On the morning of 22 June 2026, 30 newly elected members of the 4th Gilgit-Baltistan Assembly were sworn in by outgoing Speaker Nazir Ahmed. Due to ongoing legal and electoral proceedings, results for three general seats were still pending. Ahmed adjourned the assembly and returned at 4:00PM to announce the election schedule for the positions of Speaker and Deputy Speaker, giving candidates until 5:15PM to file nomination papers. Imran Nadeem of PPP and Malik Kifayatur Rehman of PML(N) had filed nomination papers for the position of Speaker and Deputy Speaker, respectively. Since no other candidate filed nomination papers, both were elected unopposed. Ahmed administered the oath of office to Nadeem, and Nadeem did so to Rehman. Nadeem then announced the election schedule for the position of Chief Minister, setting 7:40PM as the nomination deadline. No other candidate but Amjad Hussain Azar filed nomination, and therefore, Nadeem announced at 8:00PM that Azar was elected unopposed.
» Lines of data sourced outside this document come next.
//! Prometheus exposition of request traffic.
//!
//! # Metrics
//! - `autorouter_requests_total` (counter): completed requests by method, route, status
//! - `autorouter_request_duration_seconds` (histogram): latency distribution by method, route
//! - `autorouter_modules_loaded` (gauge): modules mounted by the last discovery pass
//! - `autorouter_module_failures_total` (counter): discovery failures by kind
//!
//! # Design Decisions
//! - Recording is a no-op until a recorder is installed, so the tracker can
//!   call these unconditionally
//! - Route labels use the matched pattern, never the raw path

use std::net::SocketAddr;
use std::time::Duration;

use metrics_exporter_prometheus::PrometheusBuilder;

/// Install the Prometheus recorder and its scrape listener.
pub fn init_metrics(addr: SocketAddr) {
    match PrometheusBuilder::new().with_http_listener(addr).install() {
        Ok(()) => tracing::info!(address = %addr, "Prometheus exporter listening"),
        Err(e) => tracing::error!(address = %addr, error = %e, "Failed to install Prometheus exporter"),
    }
}

/// Record one completed request.
pub fn record_request(method: &str, route: &str, status: u16, latency: Duration) {
    metrics::counter!(
        "autorouter_requests_total",
        "method" => method.to_string(),
        "route" => route.to_string(),
        "status" => status.to_string()
    )
    .increment(1);

    metrics::histogram!(
        "autorouter_request_duration_seconds",
        "method" => method.to_string(),
        "route" => route.to_string()
    )
    .record(latency.as_secs_f64());
}

/// Record the outcome of a discovery pass.
pub fn record_discovery(loaded: usize, failures: &[&'static str]) {
    metrics::gauge!("autorouter_modules_loaded").set(loaded as f64);
    for kind in failures {
        metrics::counter!("autorouter_module_failures_total", "kind" => *kind).increment(1);
    }
}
Nadeem also announced Hafiz Hafeezur Rehman as the Leader of the Opposition, as opposioton members had requested so.

On 6 July, Azar was administered the oath of office by Governor Syed Mehdi Shah in Gilgit.

On 9 July, before he could be sworn in, Fida Muhammad Nashad, the winning candidate of PPP from GBA-9 Skardu-III was disqualified by the Supreme Appellate Court Gilgit-Baltistan.

On 12 July, re-polling was held at one polling station in GBA-15 Diamer-I and eight polling stations in GBA-17 Diamer-III. Resultingly, Muhammad Dilpazir, an independent candidate who later joined IPP, won from GBA-15, and Muhammad Naseem, a candidate of PPP, won from GBA-17.